Using the records below, write out again exactly the lines that begin at the line containing "in either direction." and end at the line containing "if !base.spread_bps.is_finite() ||", and no other lines.

Data provided Start Marker

// src/confidence.rs

//! # Confidence Scorer
//!
//! Fuses price staleness, spread strength, whale flow and an optional ML
//! prediction into one bounded confidence value in `[0, 1]`. The scorer is
//! stateless given its inputs; all tuning constants come from the single
//! injected [`ConfidenceSettings`].
//!
//! Two hard bounds hold by construction:
//! - the age penalty is monotonic in staleness and clamped to `[0, 1]`, so a
//!   stale (or clock-skewed) leg can never *increase* confidence;
//! - whale and ML boosts compose multiplicatively but the composed multiplier
//!   is capped, so no single influenced input channel can stack boosts and
//!   push a marginal opportunity over the execution threshold.

use crate::config::ConfidenceSettings;
use crate::types::Asset;
use std::sync::Arc;
use std::time::Duration;

/// Signal derived from the price legs themselves.
#[derive(Debug, Clone)]
pub struct BaseSignal {
    /// Spread between the legs, basis points of the buy price.
    pub spread_bps: f64,
    /// Age of the oldest leg in the candidate.
    pub max_leg_age: Duration,
    /// The chain's staleness window; legs at or beyond it score zero.
    pub staleness_window: Duration,
}

/// Whale flow aligned with the candidate's base asset. The detector matches
/// flows by exact [`Asset`] equality before constructing this.
#[derive(Debug, Clone)]
pub struct WhaleSignal {
    pub asset: Asset,
    pub flow_usd: f64,
}

#[derive(Debug, Clone)]
pub struct ConfidenceScorer {
    settings: Arc<ConfidenceSettings>,
}

impl ConfidenceScorer {
    pub fn new(settings: Arc<ConfidenceSettings>) -> Self {
        Self { settings }
    }

    /// Multiplier in `[0, 1]` that decays linearly with leg age and reaches
    /// zero at the staleness window. Defensive inputs (zero window, skewed
    /// clocks) clamp rather than go negative.
    pub fn age_multiplier(&self, age: Duration, window: Duration) -> f64 {
        if window.is_zero() {
            return 0.0;
        }
        let ratio = age.as_secs_f64() / window.as_secs_f64();
        (1.0 - ratio).clamp(0.0, 1.0)
    }

    /// Composed whale/ML boost, capped at `max_composed_boost`.
    pub fn composed_boost(&self, whale: Option<&WhaleSignal>, ml_prediction: Option<f64>) -> f64 {
        let mut boost = 1.0_f64;
        if whale.is_some() {
            boost *= self.settings.whale_boost;
        }
        if let Some(pred) = ml_prediction {
            let pred = pred.clamp(0.0, 1.0);
            // Neutral prediction (0.5) leaves the score untouched; deviation
            // scales by ml_weight in either direction.
            boost *= 1.0 + self.settings.ml_weight * (pred - 0.5) * 2.0;
        }
        boost.clamp(0.0, self.settings.max_composed_boost)
    }

    /// Fused confidence in `[0, 1]`.
    pub fn score(
        &self,
        base: &BaseSignal,
        whale: Option<&WhaleSignal>,
        ml_prediction: Option<f64>,
    ) -> f64 {
        if !base.spread_bps.is_finite() || base.spread_bps <= 0.0 {
            return 0.0;
        }
        // Saturating spread strength: half score at spread_half_score_bps.
        let strength = base.spread_bps / (base.spread_bps + self.settings.spread_half_score_bps);
        let freshness = self.age_multiplier(base.max_leg_age, base.staleness_window);
        let boost = self.composed_boost(whale, ml_prediction);
        (strength * freshness * boost).clamp(0.0, 1.0)
    }
}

Data provided End Marker

* [Written answer]:
            // scales by ml_weight in either direction.
            boost *= 1.0 + self.settings.ml_weight * (pred - 0.5) * 2.0;
        }
        boost.clamp(0.0, self.settings.max_composed_boost)
    }

    /// Fused confidence in `[0, 1]`.
    pub fn score(
        &self,
        base: &BaseSignal,
        whale: Option<&WhaleSignal>,
        ml_prediction: Option<f64>,
    ) -> f64 {
        if !base.spread_bps.is_finite() || base.spread_bps <= 0.0 {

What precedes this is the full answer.